Two lottery enthusiasts suing Loto-Québec
MONTREAL – One afternoon last August while at the Internet café he frequented, Michael Amar purchased a Loto-Québec 6/49 and asked that 10 Extra combinations be added to his lottery ticket.
Such was the Montrealer’s habit, to take one chance on the 6/49 and 10 chances on the Extra. What was unusual was that Amar looked long and hard at the Extra numbers on his ticket sold by café operator Rajib Ullah.
“I said to Rajib, ‘Oh my goodness, I’m going to get two bucks … because I have all the possibilities on the last digits.’ ”
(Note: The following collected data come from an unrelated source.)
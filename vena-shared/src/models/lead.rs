/// Prospect (lead) model and row transformer

use crate::models::{Collections, Entity};
use crate::store::Table;
use serde::{Deserialize, Serialize};
use validator::Validate;

#[derive(Debug, Clone, PartialEq, Serialize, Deserialize)]
pub struct LeadRow {
    pub id: String,
    pub name: String,
    pub contact_channel: String,
    pub location: String,
    pub status: String,
    pub date: String,
    pub notes: Option<String>,
    pub whatsapp: Option<String>,
}

/// Prospective client not yet converted
#[derive(Debug, Clone, PartialEq, Serialize, Deserialize)]
#[serde(rename_all = "camelCase")]
pub struct Lead {
    pub id: String,
    pub name: String,

    /// Where the lead came from (`WhatsApp`, `Instagram`, `Website`, ...)
    pub contact_channel: String,

    pub location: String,

    /// `Sedang Diskusi`, `Menunggu Follow Up`, `Dikonversi`, `Ditolak`
    pub status: String,

    pub date: String,

    #[serde(skip_serializing_if = "Option::is_none")]
    pub notes: Option<String>,

    #[serde(skip_serializing_if = "Option::is_none")]
    pub whatsapp: Option<String>,
}

impl From<LeadRow> for Lead {
    fn from(row: LeadRow) -> Self {
        Lead {
            id: row.id,
            name: row.name,
            contact_channel: row.contact_channel,
            location: row.location,
            status: row.status,
            date: row.date,
            notes: row.notes,
            whatsapp: row.whatsapp,
        }
    }
}

impl From<Lead> for LeadRow {
    fn from(lead: Lead) -> Self {
        LeadRow {
            id: lead.id,
            name: lead.name,
            contact_channel: lead.contact_channel,
            location: lead.location,
            status: lead.status,
            date: lead.date,
            notes: lead.notes,
            whatsapp: lead.whatsapp,
        }
    }
}

#[derive(Debug, Clone, Serialize, Deserialize, Validate)]
#[serde(rename_all(serialize = "snake_case", deserialize = "camelCase"))]
pub struct NewLead {
    #[validate(length(min = 1, message = "Name is required"))]
    pub name: String,
    pub contact_channel: String,
    pub location: String,
    pub status: String,
    pub date: String,
    pub notes: Option<String>,
    pub whatsapp: Option<String>,
}

#[derive(Debug, Clone, Default, Serialize, Deserialize)]
#[serde(default, rename_all(serialize = "snake_case", deserialize = "camelCase"))]
pub struct LeadPatch {
    #[serde(skip_serializing_if = "Option::is_none")]
    pub name: Option<String>,
    #[serde(skip_serializing_if = "Option::is_none")]
    pub contact_channel: Option<String>,
    #[serde(skip_serializing_if = "Option::is_none")]
    pub location: Option<String>,
    #[serde(skip_serializing_if = "Option::is_none")]
    pub status: Option<String>,
    #[serde(skip_serializing_if = "Option::is_none")]
    pub date: Option<String>,
    #[serde(
        default,
        deserialize_with = "crate::models::nullable",
        skip_serializing_if = "Option::is_none"
    )]
    pub notes: Option<Option<String>>,
    #[serde(
        default,
        deserialize_with = "crate::models::nullable",
        skip_serializing_if = "Option::is_none"
    )]
    pub whatsapp: Option<Option<String>>,
}

impl Entity for Lead {
    type Row = LeadRow;
    type New = NewLead;
    type Patch = LeadPatch;

    const TABLE: Table = Table::Leads;

    fn id(&self) -> &str {
        &self.id
    }

    fn collection(set: &Collections) -> &Vec<Self> {
        &set.leads
    }

    fn collection_mut(set: &mut Collections) -> &mut Vec<Self> {
        &mut set.leads
    }
}

#[cfg(test)]
mod tests {
    use super::*;
    use crate::models::{encode_row, model_to_row};
    use serde_json::json;

    fn lead() -> Lead {
        Lead {
            id: "l-1".to_string(),
            name: "Dewi".to_string(),
            contact_channel: "Instagram".to_string(),
            location: "Surabaya".to_string(),
            status: "Sedang Diskusi".to_string(),
            date: "2024-04-01".to_string(),
            notes: None,
            whatsapp: Some("0815".to_string()),
        }
    }

    #[test]
    fn test_round_trips() {
        let present = Lead {
            notes: Some("Minta pricelist".to_string()),
            ..lead()
        };
        assert_eq!(Lead::from(LeadRow::from(present.clone())), present);
        assert_eq!(Lead::from(LeadRow::from(lead())), lead());
    }

    #[test]
    fn test_row_uses_snake_case_columns() {
        let row = model_to_row(&lead()).unwrap();
        assert_eq!(row["contact_channel"], json!("Instagram"));
        assert_eq!(row["notes"], json!(null));
        assert_eq!(row.len(), 8);
    }

    #[test]
    fn test_status_patch() {
        let patch = LeadPatch {
            status: Some("Dikonversi".to_string()),
            ..LeadPatch::default()
        };
        let row = encode_row(Table::Leads, &patch).unwrap();
        assert_eq!(row.len(), 1);
        assert_eq!(row["status"], json!("Dikonversi"));
    }
}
He meant that every digit, 0 to 9, appeared at the end of the 10 sequences of seven. The first digits also ran through 0 to 9, with no repetitions. Startled by the pattern, the two men bought and printed a series of Loto-Québec tickets over several months, always maximizing the Extra option. Sure enough, neither the first digits nor the last digits included repetitions. Every purchase saw them buying 10 combinations that featured one combo that ended in 0, one in 1, one in 2, one in 3 and so on right to the combo ending in 9. Such a lineup guaranteed them exactly one $2 win for matching the final digit of whatever winning number was selected in the Extra drawing. But they weren’t impressed.
“I’d rather not have any guarantees of winning a small prize to have better chances to win multiple prizes and the grand prize,” Amar said.
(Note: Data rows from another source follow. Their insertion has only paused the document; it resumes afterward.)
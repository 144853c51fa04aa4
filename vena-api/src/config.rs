/// Configuration management for the API server
///
/// Loaded from environment variables (a `.env` file is read first when
/// present).
///
/// # Environment Variables
///
/// - `VENA_API_HOST`: Host to bind to (default: 0.0.0.0)
/// - `VENA_API_PORT`: Port to bind to (default: 8080)
/// - `VENA_BACKEND`: Row store backend, `postgres`, `rest` or `memory` (default: postgres)
/// - `DATABASE_URL`: PostgreSQL connection string (required for `postgres`)
/// - `DATABASE_MAX_CONNECTIONS`: Pool size (default: 10)
/// - `VENA_REST_URL`, `VENA_REST_KEY`: REST service endpoint and key (required for `rest`)
/// - `VENA_RUN_MIGRATIONS`: Apply embedded migrations on startup (default: false)
/// - `VENA_CORS_ORIGINS`: Comma-separated allowed origins (default: *)
/// - `RUST_LOG`: Log filter
///
/// # Example
///
/// ```no_run
/// use vena_api::config::Config;
///
/// # fn example() -> anyhow::Result<()> {
/// let config = Config::from_env()?;
/// println!("Server will listen on {}", config.bind_address());
/// # Ok(())
/// # }
/// ```

use std::env;
use std::fmt;
use std::str::FromStr;
use vena_shared::db::pool::DatabaseConfig;
use vena_shared::store::RestConfig;

/// Complete application configuration
#[derive(Debug, Clone)]
pub struct Config {
    /// API server configuration
    pub api: ApiConfig,

    /// Selected row store backend with its settings
    pub backend: BackendConfig,
}

/// API server configuration
#[derive(Debug, Clone)]
pub struct ApiConfig {
    /// Host to bind to
    pub host: String,

    /// Port to bind to
    pub port: u16,

    /// Allowed CORS origins; `*` allows any
    pub cors_origins: Vec<String>,

    /// Apply migrations before the first load
    pub run_migrations: bool,
}

impl Default for ApiConfig {
    fn default() -> Self {
        ApiConfig {
            host: "0.0.0.0".to_string(),
            port: 8080,
            cors_origins: vec!["*".to_string()],
            run_migrations: false,
        }
    }
}

/// Row store backend kinds
#[derive(Debug, Clone, Copy, PartialEq, Eq)]
pub enum Backend {
    Postgres,
    Rest,
    Memory,
}

impl FromStr for Backend {
    type Err = anyhow::Error;

    fn from_str(s: &str) -> Result<Self, Self::Err> {
        match s.trim().to_ascii_lowercase().as_str() {
            "postgres" | "postgresql" => Ok(Backend::Postgres),
            "rest" => Ok(Backend::Rest),
            "memory" => Ok(Backend::Memory),
            other => anyhow::bail!("Unknown VENA_BACKEND '{}' (expected postgres, rest or memory)", other),
        }
    }
}

impl fmt::Display for Backend {
    fn fmt(&self, f: &mut fmt::Formatter<'_>) -> fmt::Result {
        f.write_str(match self {
            Backend::Postgres => "postgres",
            Backend::Rest => "rest",
            Backend::Memory => "memory",
        })
    }
}

/// Backend together with the settings it needs
#[derive(Debug, Clone)]
pub enum BackendConfig {
    Postgres(DatabaseConfig),
    Rest(RestConfig),
    Memory,
}

impl BackendConfig {
    pub fn kind(&self) -> Backend {
        match self {
            BackendConfig::Postgres(_) => Backend::Postgres,
            BackendConfig::Rest(_) => Backend::Rest,
            BackendConfig::Memory => Backend::Memory,
        }
    }
}

impl Config {
    /// Loads configuration from environment variables
    ///
    /// # Errors
    ///
    /// Returns an error if a variable has an invalid value or a variable the
    /// selected backend needs is missing.
    pub fn from_env() -> anyhow::Result<Self> {
        dotenvy::dotenv().ok();

        let host = env::var("VENA_API_HOST").unwrap_or_else(|_| "0.0.0.0".to_string());
        let port = env::var("VENA_API_PORT")
            .unwrap_or_else(|_| "8080".to_string())
            .parse::<u16>()?;
        let run_migrations = parse_flag(&env::var("VENA_RUN_MIGRATIONS").unwrap_or_default());
        let cors_origins = parse_origins(&env::var("VENA_CORS_ORIGINS").unwrap_or_else(|_| "*".to_string()));

        let backend = env::var("VENA_BACKEND")
            .unwrap_or_else(|_| "postgres".to_string())
            .parse::<Backend>()?;

        let backend = match backend {
            Backend::Postgres => {
                let url = env::var("DATABASE_URL").map_err(|_| {
                    anyhow::anyhow!("DATABASE_URL environment variable is required for the postgres backend")
                })?;
                let max_connections = env::var("DATABASE_MAX_CONNECTIONS")
                    .unwrap_or_else(|_| "10".to_string())
                    .parse::<u32>()?;
                BackendConfig::Postgres(DatabaseConfig {
                    url,
                    max_connections,
                    ..Default::default()
                })
            }
            Backend::Rest => BackendConfig::Rest(RestConfig::from_env()?),
            Backend::Memory => BackendConfig::Memory,
        };

        Ok(Self {
            api: ApiConfig {
                host,
                port,
                cors_origins,
                run_migrations,
            },
            backend,
        })
    }

    /// In-memory configuration with default server settings
    pub fn memory() -> Self {
        Config {
            api: ApiConfig::default(),
            backend: BackendConfig::Memory,
        }
    }

    /// Returns the server bind address
    pub fn bind_address(&self) -> String {
        format!("{}:{}", self.api.host, self.api.port)
    }

    /// Whether any origin is allowed
    pub fn cors_permissive(&self) -> bool {
        self.api.cors_origins.iter().any(|origin| origin == "*")
    }
}

fn parse_flag(value: &str) -> bool {
    matches!(value.trim().to_ascii_lowercase().as_str(), "1" | "true" | "yes" | "on")
}

fn parse_origins(value: &str) -> Vec<String> {
    value
        .split(',')
        .map(str::trim)
        .filter(|origin| !origin.is_empty())
        .map(String::from)
        .collect()
}

#[cfg(test)]
mod tests {
    use super::*;

    #[test]
    fn test_bind_address() {
        let mut config = Config::memory();
        config.api.host = "127.0.0.1".to_string();
        config.api.port = 9000;

        assert_eq!(config.bind_address(), "127.0.0.1:9000");
    }

    #[test]
    fn test_backend_parse() {
        assert_eq!("postgres".parse::<Backend>().unwrap(), Backend::Postgres);
        assert_eq!(" REST ".parse::<Backend>().unwrap(), Backend::Rest);
        assert_eq!("memory".parse::<Backend>().unwrap(), Backend::Memory);
        assert!("sqlite".parse::<Backend>().is_err());
        assert_eq!(Backend::Rest.to_string(), "rest");
    }

    #[test]
    fn test_parse_flag() {
        assert!(parse_flag("true"));
        assert!(parse_flag("1"));
        assert!(!parse_flag(""));
        assert!(!parse_flag("no"));
    }

    #[test]
    fn test_parse_origins() {
        assert_eq!(
            parse_origins("https://a.test, https://b.test,"),
            vec!["https://a.test".to_string(), "https://b.test".to_string()]
        );

        let config = Config::memory();
        assert!(config.cors_permissive());
        assert_eq!(config.backend.kind(), Backend::Memory);
    }
}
If you buy 10 Extras on a single ticket, “you cannot win on more than two Extras. The first and last digits are the gatekeepers to the (larger) prize categories … and they do not repeat.”
Truly random sequence of numbers would, of course, include occasional repetitions. That is why the men began exploring random numbers and odds and Canadian laws pertaining to lotteries.
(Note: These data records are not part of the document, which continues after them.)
/// Persistent state backed by a key-value store
///
/// [`PersistentState<T>`] is a value mirrored into a [`KeyValueStore`] under
/// one key, as JSON. It is the local-first counterpart of the row store: a
/// whole collection is written back wholesale on every save.
///
/// # Load
///
/// - stored and parseable: the stored value
/// - missing or empty: the default, which is stored right away
/// - unparseable or unreadable: the default, with a warning; the stored
///   value is left alone until the next save
///
/// Loading never fails.
///
/// # Save
///
/// - [`SaveMode::WriteThrough`]: every `set`/`update` saves immediately
/// - [`SaveMode::Deferred`]: `set`/`update` mark the state dirty and
///   [`PersistentState::flush`] saves
///
/// A save is attempted up to [`SavePolicy::max_attempts`] times with a fixed
/// backoff. A final failure is logged and reported as
/// [`SaveOutcome::Failed`]; the in-memory value is kept and stays dirty.
///
/// # Example
///
/// ```no_run
/// use std::sync::Arc;
/// use vena_shared::persist::{MemoryKeyValueStore, PersistentState};
///
/// # async fn example() {
/// let store = Arc::new(MemoryKeyValueStore::new());
/// let mut count = PersistentState::load(store, "vena-count", 0u32).await;
/// count.update(|n| *n += 1).await;
/// assert_eq!(*count.get(), 1);
/// # }
/// ```

pub mod file;
pub mod memory;
pub mod redis;

use async_trait::async_trait;
use serde::de::DeserializeOwned;
use serde::Serialize;
use std::sync::Arc;
use std::time::Duration;
use thiserror::Error;

pub use self::redis::{RedisConfig, RedisKeyValueStore};
pub use file::FileKeyValueStore;
pub use memory::MemoryKeyValueStore;

/// Key-value storage errors
#[derive(Error, Debug)]
pub enum StorageError {
    /// Filesystem error
    #[error("Storage I/O error: {0}")]
    Io(#[from] std::io::Error),

    /// Redis command or connection error
    #[error("Redis error: {0}")]
    Redis(String),

    /// Value could not be encoded
    #[error("Serialization error: {0}")]
    Serialization(#[from] serde_json::Error),

    /// Backend configuration error
    #[error("Storage configuration error: {0}")]
    Config(String),

    /// Operation did not finish in time
    #[error("Storage operation timed out")]
    Timeout,
}

/// Storage result type alias
pub type StorageResult<T> = Result<T, StorageError>;

/// String key-value store
#[async_trait]
pub trait KeyValueStore: Send + Sync {
    /// Backend name for logs
    fn name(&self) -> &str;

    /// Reads the value stored under `key`
    async fn get(&self, key: &str) -> StorageResult<Option<String>>;

    /// Overwrites the value stored under `key`
    async fn set(&self, key: &str, value: &str) -> StorageResult<()>;

    /// Removes `key`; removing a missing key succeeds
    async fn remove(&self, key: &str) -> StorageResult<()>;
}

/// When writes reach the store
#[derive(Debug, Clone, Copy, PartialEq, Eq, Default)]
pub enum SaveMode {
    /// Save on every change
    #[default]
    WriteThrough,

    /// Save on [`PersistentState::flush`]
    Deferred,
}

/// Retry policy for saves
#[derive(Debug, Clone, Copy, PartialEq, Eq)]
pub struct SavePolicy {
    /// Attempts per save, at least 1
    pub max_attempts: u32,

    /// Wait between attempts
    pub backoff: Duration,
}

impl Default for SavePolicy {
    fn default() -> Self {
        SavePolicy {
            max_attempts: 3,
            backoff: Duration::from_millis(100),
        }
    }
}

/// Result of a set, update or flush
#[derive(Debug, Clone, PartialEq, Eq)]
pub enum SaveOutcome {
    /// Written to the store
    Saved {
        /// Attempts it took
        attempts: u32,
    },

    /// Change recorded, waiting for a flush
    Pending,

    /// Nothing to write
    Unchanged,

    /// Every attempt failed; the value stays dirty
    Failed {
        /// Attempts made
        attempts: u32,
        /// Last error
        error: String,
    },
}

impl SaveOutcome {
    pub fn is_failed(&self) -> bool {
        matches!(self, SaveOutcome::Failed { .. })
    }
}

/// A value mirrored into a key-value store
pub struct PersistentState<T> {
    key: String,
    value: T,
    dirty: bool,
    mode: SaveMode,
    policy: SavePolicy,
    store: Arc<dyn KeyValueStore>,
}

impl<T> std::fmt::Debug for PersistentState<T>
where
    T: std::fmt::Debug,
{
    fn fmt(&self, f: &mut std::fmt::Formatter<'_>) -> std::fmt::Result {
        f.debug_struct("PersistentState")
            .field("key", &self.key)
            .field("value", &self.value)
            .field("dirty", &self.dirty)
            .field("mode", &self.mode)
            .field("store", &self.store.name())
            .finish()
    }
}

impl<T> PersistentState<T>
where
    T: Serialize + DeserializeOwned + Send + Sync,
{
    /// Loads `key` with write-through saves and the default retry policy
    pub async fn load(store: Arc<dyn KeyValueStore>, key: impl Into<String>, default: T) -> Self {
        Self::load_with(store, key, default, SaveMode::default(), SavePolicy::default()).await
    }

    /// Loads `key` with an explicit save mode and retry policy
    pub async fn load_with(
        store: Arc<dyn KeyValueStore>,
        key: impl Into<String>,
        default: T,
        mode: SaveMode,
        policy: SavePolicy,
    ) -> Self {
        let key = key.into();

        let mut state = PersistentState {
            key,
            value: default,
            dirty: false,
            mode,
            policy,
            store,
        };

        match state.store.get(&state.key).await {
            Ok(Some(raw)) if !raw.is_empty() => match serde_json::from_str::<T>(&raw) {
                Ok(value) => {
                    tracing::debug!(key = %state.key, "Loaded persisted state");
                    state.value = value;
                }
                Err(e) => {
                    tracing::warn!(key = %state.key, error = %e, "Stored state is unreadable, using default");
                }
            },
            Ok(_) => {
                tracing::debug!(key = %state.key, "No stored state, storing default");
                state.dirty = true;
                state.save().await;
            }
            Err(e) => {
                tracing::warn!(key = %state.key, error = %e, "Failed to read stored state, using default");
            }
        }

        state
    }

    pub fn key(&self) -> &str {
        &self.key
    }

    /// Current value
    pub fn get(&self) -> &T {
        &self.value
    }

    /// Whether the value has changes not yet saved
    pub fn is_dirty(&self) -> bool {
        self.dirty
    }

    /// Replaces the value
    pub async fn set(&mut self, value: T) -> SaveOutcome {
        self.value = value;
        self.changed().await
    }

    /// Mutates the value in place
    pub async fn update<F>(&mut self, f: F) -> SaveOutcome
    where
        F: FnOnce(&mut T),
    {
        f(&mut self.value);
        self.changed().await
    }

    /// Saves pending changes
    pub async fn flush(&mut self) -> SaveOutcome {
        if !self.dirty {
            return SaveOutcome::Unchanged;
        }
        self.save().await
    }

    async fn changed(&mut self) -> SaveOutcome {
        self.dirty = true;
        match self.mode {
            SaveMode::WriteThrough => self.save().await,
            SaveMode::Deferred => SaveOutcome::Pending,
        }
    }

    async fn save(&mut self) -> SaveOutcome {
        let raw = match serde_json::to_string(&self.value) {
            Ok(raw) => raw,
            Err(e) => {
                tracing::error!(key = %self.key, error = %e, "Failed to encode state");
                return SaveOutcome::Failed {
                    attempts: 0,
                    error: e.to_string(),
                };
            }
        };

        let max_attempts = self.policy.max_attempts.max(1);
        let mut last_error = String::new();

        for attempt in 1..=max_attempts {
            match self.store.set(&self.key, &raw).await {
                Ok(()) => {
                    self.dirty = false;
                    if attempt > 1 {
                        tracing::info!(key = %self.key, attempt, "State saved after retry");
                    }
                    return SaveOutcome::Saved { attempts: attempt };
                }
                Err(e) => {
                    tracing::debug!(key = %self.key, attempt, error = %e, "State save attempt failed");
                    last_error = e.to_string();
                    if attempt < max_attempts {
                        tokio::time::sleep(self.policy.backoff).await;
                    }
                }
            }
        }

        tracing::warn!(
            key = %self.key,
            attempts = max_attempts,
            error = %last_error,
            "Failed to save state, keeping it in memory"
        );

        SaveOutcome::Failed {
            attempts: max_attempts,
            error: last_error,
        }
    }
}

#[cfg(test)]
pub(crate) mod tests {
    use super::*;
    use std::sync::atomic::{AtomicU32, Ordering};

    /// Store whose writes fail a set number of times before succeeding
    pub(crate) struct FlakyStore {
        pub inner: MemoryKeyValueStore,
        pub failures_left: AtomicU32,
        pub writes: AtomicU32,
    }

    impl FlakyStore {
        pub fn new(failures: u32) -> Self {
            FlakyStore {
                inner: MemoryKeyValueStore::new(),
                failures_left: AtomicU32::new(failures),
                writes: AtomicU32::new(0),
            }
        }
    }

    #[async_trait]
    impl KeyValueStore for FlakyStore {
        fn name(&self) -> &str {
            "flaky"
        }

        async fn get(&self, key: &str) -> StorageResult<Option<String>> {
            self.inner.get(key).await
        }

        async fn set(&self, key: &str, value: &str) -> StorageResult<()> {
            self.writes.fetch_add(1, Ordering::SeqCst);
            let left = self.failures_left.load(Ordering::SeqCst);
            if left > 0 {
                self.failures_left.store(left - 1, Ordering::SeqCst);
                return Err(StorageError::Io(std::io::Error::new(
                    std::io::ErrorKind::Other,
                    "disk full",
                )));
            }
            self.inner.set(key, value).await
        }

        async fn remove(&self, key: &str) -> StorageResult<()> {
            self.inner.remove(key).await
        }
    }

    fn quick() -> SavePolicy {
        SavePolicy {
            max_attempts: 3,
            backoff: Duration::ZERO,
        }
    }

    #[tokio::test]
    async fn test_missing_key_stores_default() {
        let store = Arc::new(MemoryKeyValueStore::new());
        let state = PersistentState::load(store.clone(), "vena-clients", vec![1, 2]).await;

        assert_eq!(state.get(), &vec![1, 2]);
        assert!(!state.is_dirty());
        assert_eq!(store.get("vena-clients").await.unwrap().as_deref(), Some("[1,2]"));
    }

    #[tokio::test]
    async fn test_stored_value_wins_over_default() {
        let store = Arc::new(MemoryKeyValueStore::new());
        store.set("vena-isAuthenticated", "true").await.unwrap();

        let state = PersistentState::load(store, "vena-isAuthenticated", false).await;
        assert!(*state.get());
    }

    #[tokio::test]
    async fn test_empty_value_counts_as_missing() {
        let store = Arc::new(MemoryKeyValueStore::new());
        store.set("k", "").await.unwrap();

        let state = PersistentState::load(store.clone(), "k", 7u8).await;
        assert_eq!(*state.get(), 7);
        assert_eq!(store.get("k").await.unwrap().as_deref(), Some("7"));
    }

    #[tokio::test]
    async fn test_corrupt_value_falls_back_without_overwriting() {
        let store = Arc::new(MemoryKeyValueStore::new());
        store.set("k", "{not json").await.unwrap();

        let state = PersistentState::load(store.clone(), "k", vec!["a".to_string()]).await;
        assert_eq!(state.get(), &vec!["a".to_string()]);
        assert_eq!(store.get("k").await.unwrap().as_deref(), Some("{not json"));
    }

    #[tokio::test]
    async fn test_write_through_saves_each_change() {
        let store = Arc::new(MemoryKeyValueStore::new());
        let mut state = PersistentState::load(store.clone(), "k", 0i32).await;

        assert_eq!(state.set(5).await, SaveOutcome::Saved { attempts: 1 });
        assert_eq!(store.get("k").await.unwrap().as_deref(), Some("5"));

        state.update(|n| *n *= 2).await;
        assert_eq!(store.get("k").await.unwrap().as_deref(), Some("10"));
    }

    #[tokio::test]
    async fn test_deferred_waits_for_flush() {
        let store = Arc::new(MemoryKeyValueStore::new());
        let mut state =
            PersistentState::load_with(store.clone(), "k", 0i32, SaveMode::Deferred, quick()).await;

        assert_eq!(state.set(3).await, SaveOutcome::Pending);
        assert!(state.is_dirty());
        assert_eq!(store.get("k").await.unwrap().as_deref(), Some("0"));

        assert_eq!(state.flush().await, SaveOutcome::Saved { attempts: 1 });
        assert_eq!(store.get("k").await.unwrap().as_deref(), Some("3"));
        assert_eq!(state.flush().await, SaveOutcome::Unchanged);
    }

    #[tokio::test]
    async fn test_save_retries_then_succeeds() {
        let store = Arc::new(FlakyStore::new(0));
        let mut state =
            PersistentState::load_with(store.clone(), "k", 0i32, SaveMode::WriteThrough, quick())
                .await;

        store.failures_left.store(2, Ordering::SeqCst);
        assert_eq!(state.set(1).await, SaveOutcome::Saved { attempts: 3 });
        assert!(!state.is_dirty());
    }

    #[tokio::test]
    async fn test_final_failure_keeps_value_dirty() {
        let store = Arc::new(FlakyStore::new(0));
        let mut state =
            PersistentState::load_with(store.clone(), "k", 0i32, SaveMode::WriteThrough, quick())
                .await;

        store.failures_left.store(10, Ordering::SeqCst);
        let outcome = state.set(42).await;
        assert!(outcome.is_failed());
        assert_eq!(*state.get(), 42);
        assert!(state.is_dirty());
        assert_eq!(store.inner.get("k").await.unwrap().as_deref(), Some("0"));

        store.failures_left.store(0, Ordering::SeqCst);
        assert_eq!(state.flush().await, SaveOutcome::Saved { attempts: 1 });
        assert_eq!(store.inner.get("k").await.unwrap().as_deref(), Some("42"));
    }

    #[tokio::test]
    async fn test_failed_default_store_does_not_fail_load() {
        let store = Arc::new(FlakyStore::new(100));
        let state = PersistentState::load_with(
            store.clone(),
            "k",
            vec![1u8],
            SaveMode::WriteThrough,
            quick(),
        )
        .await;

        assert_eq!(state.get(), &vec![1u8]);
        assert!(state.is_dirty());
        assert_eq!(store.writes.load(Ordering::SeqCst), 3);
    }
}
The research has translated into a lawsuit that contends Loto-Québec is engaged in “illegal and nefarious lottery practices,” in regard to its popular Extra lottery. The suit, which is seeking $40,000 in damages for the two lottery enthusiasts and $20 million in punitive damages, is being contested by the lottery corporation. The legal challenge is just beginning to make its way through the justice system, but it does raise provocative questions, especially concerning the randomness of the Extra numbers tendered to Loto-Québec consumers.
Amar, a former salesman and father of two who is waiting for the fall to seek employment, and Ullah, an entrepreneur currently out of work, contend that the software program used to generate the Extra combination was designed to “remove the randomness factor which is both the trademark of fairness and a fundamental characteristic” of all lotteries.
It’s not the first time that Quebec’s gambling monopoly has been publicly challenged about the “randomness factor.”
In 1994, Daniel Corriveau, a computer consultant with little more than a CEGEP education, cracked the electronic keno game at the Casino de Montréal. He found a pattern in winning keno numbers, predicted the outcome of three keno games and won $600,000 before the keno operations were shut down pending police and regulatory inquiries. In terms of sales, Extra is the third most popular lottery in the province. In Loto-Québec’s 2011 fiscal year, it generated almost $144 million in sales.
It is also a lottery that is pushed by the corporation. “Do you want Extra with that?” is an oft-heard question in Quebec because terminal operators are instructed to ask that when consumers purchase a Lotto 6/49 or Lotto Max or the other lottery products that carry the Extra option.
In documents submitted to the Quebec Superior Court, Amar and Ullah compare Loto-Québec’s Extra with the Ontario Lottery and Gaming Corp.’s Encore lottery, a lottery strikingly similar to the Extra in style, prize structure and published odds. Copies of Encore combinations purchased by the men and submitted to the court show that first and last digits are repeated when multiple Encore combinations are bought. The marked contrast between similar lotteries operated by sister corporations is among the factors raised by the men to question the integrity of the Quebec game. Loto-Québec’s rendition of Extra combinations, they contend, is designed to lower a player’s odds. They contest the lottery payoff rate promoted by the corporation.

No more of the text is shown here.